# Exercise material
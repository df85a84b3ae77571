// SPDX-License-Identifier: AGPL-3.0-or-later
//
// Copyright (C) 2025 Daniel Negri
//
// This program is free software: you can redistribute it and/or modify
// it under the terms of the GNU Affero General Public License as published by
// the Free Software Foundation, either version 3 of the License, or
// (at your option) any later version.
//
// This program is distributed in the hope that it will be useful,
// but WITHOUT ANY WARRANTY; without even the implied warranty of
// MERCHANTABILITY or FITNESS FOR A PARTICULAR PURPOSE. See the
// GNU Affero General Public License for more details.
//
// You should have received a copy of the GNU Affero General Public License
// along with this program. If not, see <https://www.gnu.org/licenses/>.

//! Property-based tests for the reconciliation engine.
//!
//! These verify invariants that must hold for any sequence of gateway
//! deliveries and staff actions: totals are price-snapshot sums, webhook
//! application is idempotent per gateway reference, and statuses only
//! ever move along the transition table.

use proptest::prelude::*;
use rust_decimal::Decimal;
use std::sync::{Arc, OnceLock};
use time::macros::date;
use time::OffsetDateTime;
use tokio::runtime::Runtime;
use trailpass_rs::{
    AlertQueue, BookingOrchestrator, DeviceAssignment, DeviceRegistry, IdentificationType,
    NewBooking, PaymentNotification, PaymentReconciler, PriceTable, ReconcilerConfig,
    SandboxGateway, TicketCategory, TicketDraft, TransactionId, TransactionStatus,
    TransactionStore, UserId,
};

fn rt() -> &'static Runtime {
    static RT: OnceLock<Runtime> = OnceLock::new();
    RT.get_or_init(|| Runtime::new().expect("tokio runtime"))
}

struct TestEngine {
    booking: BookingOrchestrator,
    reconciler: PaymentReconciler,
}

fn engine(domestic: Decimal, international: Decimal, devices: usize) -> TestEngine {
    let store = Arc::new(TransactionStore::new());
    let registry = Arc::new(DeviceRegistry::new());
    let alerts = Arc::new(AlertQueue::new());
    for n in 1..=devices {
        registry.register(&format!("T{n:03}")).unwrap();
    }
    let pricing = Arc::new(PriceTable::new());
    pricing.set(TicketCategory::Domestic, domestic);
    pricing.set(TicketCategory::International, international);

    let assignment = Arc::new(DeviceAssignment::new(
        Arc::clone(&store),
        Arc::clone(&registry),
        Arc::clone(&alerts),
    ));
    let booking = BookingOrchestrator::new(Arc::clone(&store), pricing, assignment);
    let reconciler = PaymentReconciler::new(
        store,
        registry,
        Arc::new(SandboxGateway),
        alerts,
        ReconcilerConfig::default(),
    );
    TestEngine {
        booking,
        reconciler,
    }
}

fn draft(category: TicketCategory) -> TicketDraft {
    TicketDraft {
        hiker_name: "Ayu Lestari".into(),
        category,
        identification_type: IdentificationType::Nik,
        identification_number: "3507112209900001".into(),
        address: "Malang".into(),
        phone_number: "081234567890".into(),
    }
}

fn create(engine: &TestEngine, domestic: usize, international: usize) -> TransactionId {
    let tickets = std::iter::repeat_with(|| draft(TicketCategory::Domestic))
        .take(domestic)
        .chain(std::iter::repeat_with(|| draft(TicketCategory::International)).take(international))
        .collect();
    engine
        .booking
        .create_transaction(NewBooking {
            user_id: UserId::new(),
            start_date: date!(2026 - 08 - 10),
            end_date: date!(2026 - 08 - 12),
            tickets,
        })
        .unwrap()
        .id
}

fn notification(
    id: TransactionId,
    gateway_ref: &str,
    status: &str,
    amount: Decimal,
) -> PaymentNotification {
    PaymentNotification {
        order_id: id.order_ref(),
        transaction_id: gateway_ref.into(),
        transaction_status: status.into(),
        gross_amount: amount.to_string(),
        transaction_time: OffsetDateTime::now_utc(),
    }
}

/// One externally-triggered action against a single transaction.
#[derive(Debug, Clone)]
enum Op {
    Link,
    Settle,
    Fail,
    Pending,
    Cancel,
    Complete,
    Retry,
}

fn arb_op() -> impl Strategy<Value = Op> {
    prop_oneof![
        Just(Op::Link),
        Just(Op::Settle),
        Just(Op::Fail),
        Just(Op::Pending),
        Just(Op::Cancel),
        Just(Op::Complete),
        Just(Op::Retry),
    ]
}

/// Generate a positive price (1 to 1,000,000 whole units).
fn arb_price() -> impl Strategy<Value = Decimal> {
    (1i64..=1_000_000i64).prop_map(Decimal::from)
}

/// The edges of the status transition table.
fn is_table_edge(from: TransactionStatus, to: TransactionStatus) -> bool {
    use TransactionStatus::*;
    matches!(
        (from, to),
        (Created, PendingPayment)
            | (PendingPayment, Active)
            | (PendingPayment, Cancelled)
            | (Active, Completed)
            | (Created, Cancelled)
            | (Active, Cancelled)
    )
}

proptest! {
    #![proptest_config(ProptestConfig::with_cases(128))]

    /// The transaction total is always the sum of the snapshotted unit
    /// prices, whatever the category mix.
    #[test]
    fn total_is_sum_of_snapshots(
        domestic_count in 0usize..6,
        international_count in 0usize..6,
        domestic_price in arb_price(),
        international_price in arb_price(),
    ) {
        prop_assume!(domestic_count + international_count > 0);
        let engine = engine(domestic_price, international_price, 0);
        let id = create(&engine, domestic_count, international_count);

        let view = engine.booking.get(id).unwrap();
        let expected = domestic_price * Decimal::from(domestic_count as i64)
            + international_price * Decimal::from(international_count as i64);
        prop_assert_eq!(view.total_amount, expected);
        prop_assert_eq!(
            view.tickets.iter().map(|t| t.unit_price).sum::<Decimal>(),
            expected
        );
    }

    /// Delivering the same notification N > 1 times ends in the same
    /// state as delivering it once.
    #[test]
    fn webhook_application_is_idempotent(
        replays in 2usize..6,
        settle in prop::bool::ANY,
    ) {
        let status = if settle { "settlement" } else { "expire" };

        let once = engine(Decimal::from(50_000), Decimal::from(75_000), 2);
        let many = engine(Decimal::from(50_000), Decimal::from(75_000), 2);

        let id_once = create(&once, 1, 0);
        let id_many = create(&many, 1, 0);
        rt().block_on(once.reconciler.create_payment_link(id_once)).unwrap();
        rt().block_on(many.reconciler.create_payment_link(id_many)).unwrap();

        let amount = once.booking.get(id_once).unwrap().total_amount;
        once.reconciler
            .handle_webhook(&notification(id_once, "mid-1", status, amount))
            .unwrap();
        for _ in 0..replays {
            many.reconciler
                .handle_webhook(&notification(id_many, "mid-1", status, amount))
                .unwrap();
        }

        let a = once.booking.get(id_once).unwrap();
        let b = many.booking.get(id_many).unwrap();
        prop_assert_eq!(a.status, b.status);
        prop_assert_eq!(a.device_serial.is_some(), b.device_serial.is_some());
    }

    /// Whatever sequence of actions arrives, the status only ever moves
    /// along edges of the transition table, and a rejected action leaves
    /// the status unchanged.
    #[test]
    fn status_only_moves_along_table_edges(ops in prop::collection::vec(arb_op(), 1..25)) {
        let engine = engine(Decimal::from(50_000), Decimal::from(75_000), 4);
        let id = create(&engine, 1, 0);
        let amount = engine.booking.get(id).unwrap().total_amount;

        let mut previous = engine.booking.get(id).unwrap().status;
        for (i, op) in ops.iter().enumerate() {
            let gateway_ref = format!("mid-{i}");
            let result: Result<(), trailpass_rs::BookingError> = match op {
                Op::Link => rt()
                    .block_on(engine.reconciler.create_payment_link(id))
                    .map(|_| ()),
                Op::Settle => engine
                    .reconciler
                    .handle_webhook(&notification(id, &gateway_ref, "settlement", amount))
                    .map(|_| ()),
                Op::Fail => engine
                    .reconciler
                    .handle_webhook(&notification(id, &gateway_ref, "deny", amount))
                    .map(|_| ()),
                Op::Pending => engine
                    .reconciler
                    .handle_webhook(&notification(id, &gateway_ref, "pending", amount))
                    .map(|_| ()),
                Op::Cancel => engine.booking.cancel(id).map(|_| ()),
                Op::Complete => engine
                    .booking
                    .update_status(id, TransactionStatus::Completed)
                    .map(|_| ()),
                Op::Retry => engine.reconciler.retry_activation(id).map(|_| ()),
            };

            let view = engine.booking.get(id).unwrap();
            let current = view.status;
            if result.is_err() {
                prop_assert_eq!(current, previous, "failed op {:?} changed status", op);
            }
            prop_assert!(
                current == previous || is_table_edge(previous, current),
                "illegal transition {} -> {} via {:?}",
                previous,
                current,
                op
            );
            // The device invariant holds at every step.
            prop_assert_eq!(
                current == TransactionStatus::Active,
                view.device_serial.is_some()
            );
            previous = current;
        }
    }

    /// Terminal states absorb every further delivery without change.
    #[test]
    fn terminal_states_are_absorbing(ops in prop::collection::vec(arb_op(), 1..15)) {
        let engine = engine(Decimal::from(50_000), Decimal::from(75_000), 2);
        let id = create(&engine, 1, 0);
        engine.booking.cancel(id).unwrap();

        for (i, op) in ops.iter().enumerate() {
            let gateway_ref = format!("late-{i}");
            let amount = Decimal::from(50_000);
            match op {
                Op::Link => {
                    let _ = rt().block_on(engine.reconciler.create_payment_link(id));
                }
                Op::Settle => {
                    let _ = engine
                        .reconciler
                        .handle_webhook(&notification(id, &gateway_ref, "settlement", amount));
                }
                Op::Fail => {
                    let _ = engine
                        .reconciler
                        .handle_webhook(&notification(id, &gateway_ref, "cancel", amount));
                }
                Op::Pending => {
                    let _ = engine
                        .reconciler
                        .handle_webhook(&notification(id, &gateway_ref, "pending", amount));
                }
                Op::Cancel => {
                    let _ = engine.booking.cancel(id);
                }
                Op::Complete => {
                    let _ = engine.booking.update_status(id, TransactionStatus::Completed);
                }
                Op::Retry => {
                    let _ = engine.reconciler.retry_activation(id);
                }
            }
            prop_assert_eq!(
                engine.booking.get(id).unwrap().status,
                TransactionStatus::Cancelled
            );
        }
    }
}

# Exercise aim
The word "SandboxGateway" appears in some lines above. Return every one of those lines.

# Task output
    SandboxGateway, TicketCategory, TicketDraft, TransactionId, TransactionStatus,
        Arc::new(SandboxGateway),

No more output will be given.